-- YOUR INSTRUCTIONS --
Below are records. Copy every line with "ClueStoreError" in it.

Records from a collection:
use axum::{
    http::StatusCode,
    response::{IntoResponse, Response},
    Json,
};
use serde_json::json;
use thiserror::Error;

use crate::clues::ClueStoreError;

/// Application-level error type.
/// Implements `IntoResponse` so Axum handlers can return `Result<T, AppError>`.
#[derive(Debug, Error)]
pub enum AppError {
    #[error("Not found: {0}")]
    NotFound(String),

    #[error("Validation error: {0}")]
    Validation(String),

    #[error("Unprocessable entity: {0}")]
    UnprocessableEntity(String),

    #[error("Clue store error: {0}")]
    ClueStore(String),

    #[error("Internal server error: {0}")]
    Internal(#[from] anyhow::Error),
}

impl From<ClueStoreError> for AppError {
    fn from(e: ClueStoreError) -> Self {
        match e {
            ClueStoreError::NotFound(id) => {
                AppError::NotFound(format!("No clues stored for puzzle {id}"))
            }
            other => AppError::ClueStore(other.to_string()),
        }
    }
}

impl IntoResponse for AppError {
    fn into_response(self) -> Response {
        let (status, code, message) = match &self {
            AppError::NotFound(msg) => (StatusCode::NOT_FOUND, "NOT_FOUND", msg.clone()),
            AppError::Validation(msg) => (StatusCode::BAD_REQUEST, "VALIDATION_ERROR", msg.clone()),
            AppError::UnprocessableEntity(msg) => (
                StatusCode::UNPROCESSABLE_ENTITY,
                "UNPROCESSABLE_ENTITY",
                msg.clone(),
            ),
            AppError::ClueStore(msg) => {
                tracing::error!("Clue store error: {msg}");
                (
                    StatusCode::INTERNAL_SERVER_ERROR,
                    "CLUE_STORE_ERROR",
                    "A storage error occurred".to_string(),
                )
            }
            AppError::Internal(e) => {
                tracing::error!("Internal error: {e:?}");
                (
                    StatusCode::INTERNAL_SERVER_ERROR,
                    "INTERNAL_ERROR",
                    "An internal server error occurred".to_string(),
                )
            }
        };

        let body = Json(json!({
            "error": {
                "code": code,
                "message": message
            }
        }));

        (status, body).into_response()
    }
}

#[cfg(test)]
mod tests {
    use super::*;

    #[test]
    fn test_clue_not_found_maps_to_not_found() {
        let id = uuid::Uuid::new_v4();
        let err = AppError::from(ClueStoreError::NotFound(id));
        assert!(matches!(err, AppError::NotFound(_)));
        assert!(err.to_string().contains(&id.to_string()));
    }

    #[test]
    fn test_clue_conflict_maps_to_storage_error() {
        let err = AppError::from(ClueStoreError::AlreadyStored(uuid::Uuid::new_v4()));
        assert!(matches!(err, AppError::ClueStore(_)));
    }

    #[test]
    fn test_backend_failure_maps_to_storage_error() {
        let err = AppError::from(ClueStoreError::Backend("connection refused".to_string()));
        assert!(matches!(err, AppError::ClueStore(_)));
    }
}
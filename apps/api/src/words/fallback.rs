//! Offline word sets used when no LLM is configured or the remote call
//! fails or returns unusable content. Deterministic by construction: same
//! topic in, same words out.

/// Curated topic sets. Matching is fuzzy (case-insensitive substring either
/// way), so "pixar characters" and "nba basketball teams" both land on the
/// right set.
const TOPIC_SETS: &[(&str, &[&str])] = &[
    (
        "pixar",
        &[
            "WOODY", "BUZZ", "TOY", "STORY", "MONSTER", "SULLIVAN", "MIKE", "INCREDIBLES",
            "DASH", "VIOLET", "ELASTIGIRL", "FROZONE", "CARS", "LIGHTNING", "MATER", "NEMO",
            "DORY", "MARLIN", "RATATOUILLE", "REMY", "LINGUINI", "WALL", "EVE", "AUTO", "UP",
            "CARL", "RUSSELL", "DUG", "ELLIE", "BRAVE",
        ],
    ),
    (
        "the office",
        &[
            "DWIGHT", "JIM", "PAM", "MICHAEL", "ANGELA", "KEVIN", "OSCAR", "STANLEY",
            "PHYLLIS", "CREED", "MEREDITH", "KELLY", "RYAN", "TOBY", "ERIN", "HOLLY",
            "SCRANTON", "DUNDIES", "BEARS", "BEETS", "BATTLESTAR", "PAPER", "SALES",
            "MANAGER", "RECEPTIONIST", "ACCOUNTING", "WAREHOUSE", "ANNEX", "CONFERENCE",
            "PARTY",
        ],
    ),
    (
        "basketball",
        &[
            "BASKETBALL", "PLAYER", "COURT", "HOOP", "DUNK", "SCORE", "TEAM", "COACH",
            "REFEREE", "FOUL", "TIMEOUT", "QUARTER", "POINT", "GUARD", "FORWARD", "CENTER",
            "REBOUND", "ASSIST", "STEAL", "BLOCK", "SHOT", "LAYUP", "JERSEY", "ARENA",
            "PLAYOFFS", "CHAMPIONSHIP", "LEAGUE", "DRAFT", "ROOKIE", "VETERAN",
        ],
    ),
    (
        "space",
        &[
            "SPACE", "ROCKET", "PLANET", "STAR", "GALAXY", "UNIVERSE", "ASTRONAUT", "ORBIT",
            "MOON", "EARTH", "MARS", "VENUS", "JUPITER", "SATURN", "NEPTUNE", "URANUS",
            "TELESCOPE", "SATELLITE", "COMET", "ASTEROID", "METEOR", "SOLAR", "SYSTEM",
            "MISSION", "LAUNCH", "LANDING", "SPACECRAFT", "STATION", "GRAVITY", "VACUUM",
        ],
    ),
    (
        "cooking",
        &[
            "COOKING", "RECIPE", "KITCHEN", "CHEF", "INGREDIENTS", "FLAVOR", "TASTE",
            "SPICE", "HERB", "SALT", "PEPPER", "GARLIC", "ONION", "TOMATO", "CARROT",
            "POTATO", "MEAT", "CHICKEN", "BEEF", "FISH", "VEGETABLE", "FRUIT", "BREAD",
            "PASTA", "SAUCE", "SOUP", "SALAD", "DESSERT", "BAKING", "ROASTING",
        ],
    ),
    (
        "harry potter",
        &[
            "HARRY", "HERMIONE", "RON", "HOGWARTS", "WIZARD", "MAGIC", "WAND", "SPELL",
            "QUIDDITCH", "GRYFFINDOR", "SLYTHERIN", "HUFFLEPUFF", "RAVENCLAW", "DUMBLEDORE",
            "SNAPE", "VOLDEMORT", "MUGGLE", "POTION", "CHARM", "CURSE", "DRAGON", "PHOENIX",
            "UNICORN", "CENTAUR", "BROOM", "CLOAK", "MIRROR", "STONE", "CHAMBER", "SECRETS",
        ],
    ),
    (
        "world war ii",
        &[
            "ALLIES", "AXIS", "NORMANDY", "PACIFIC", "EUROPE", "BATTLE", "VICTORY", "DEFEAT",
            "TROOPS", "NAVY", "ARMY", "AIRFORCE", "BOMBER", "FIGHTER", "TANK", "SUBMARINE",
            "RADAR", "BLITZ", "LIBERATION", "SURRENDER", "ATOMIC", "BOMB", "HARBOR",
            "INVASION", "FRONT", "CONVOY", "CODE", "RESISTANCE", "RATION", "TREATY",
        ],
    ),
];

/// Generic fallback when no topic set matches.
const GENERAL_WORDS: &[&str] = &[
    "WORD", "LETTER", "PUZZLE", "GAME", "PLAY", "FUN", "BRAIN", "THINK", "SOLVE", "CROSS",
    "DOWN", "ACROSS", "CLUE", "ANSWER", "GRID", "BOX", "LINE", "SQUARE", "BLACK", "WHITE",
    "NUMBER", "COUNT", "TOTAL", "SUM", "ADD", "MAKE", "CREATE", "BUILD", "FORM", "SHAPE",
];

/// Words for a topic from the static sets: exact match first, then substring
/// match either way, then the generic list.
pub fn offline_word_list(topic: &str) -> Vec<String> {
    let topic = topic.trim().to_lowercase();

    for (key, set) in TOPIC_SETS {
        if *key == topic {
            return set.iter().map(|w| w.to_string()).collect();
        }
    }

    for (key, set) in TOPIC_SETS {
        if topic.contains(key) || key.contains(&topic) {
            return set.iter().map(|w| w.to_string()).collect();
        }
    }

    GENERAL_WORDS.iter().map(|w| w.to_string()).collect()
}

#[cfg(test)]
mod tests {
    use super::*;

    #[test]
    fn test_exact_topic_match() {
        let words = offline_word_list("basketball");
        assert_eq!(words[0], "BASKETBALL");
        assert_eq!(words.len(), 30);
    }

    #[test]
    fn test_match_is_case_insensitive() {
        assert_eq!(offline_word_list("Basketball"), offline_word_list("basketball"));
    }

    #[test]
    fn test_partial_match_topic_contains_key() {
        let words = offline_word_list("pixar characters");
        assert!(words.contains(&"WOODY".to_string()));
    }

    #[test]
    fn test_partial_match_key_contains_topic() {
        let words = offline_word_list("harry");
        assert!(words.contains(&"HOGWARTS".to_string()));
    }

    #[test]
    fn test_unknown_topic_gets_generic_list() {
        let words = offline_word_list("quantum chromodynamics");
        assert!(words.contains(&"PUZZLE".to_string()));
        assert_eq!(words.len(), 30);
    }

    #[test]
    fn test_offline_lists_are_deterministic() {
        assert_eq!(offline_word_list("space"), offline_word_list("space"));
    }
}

-- REPLY --
use crate::clues::ClueStoreError;
impl From<ClueStoreError> for AppError {
    fn from(e: ClueStoreError) -> Self {
            ClueStoreError::NotFound(id) => {
        let err = AppError::from(ClueStoreError::NotFound(id));
        let err = AppError::from(ClueStoreError::AlreadyStored(uuid::Uuid::new_v4()));
        let err = AppError::from(ClueStoreError::Backend("connection refused".to_string()));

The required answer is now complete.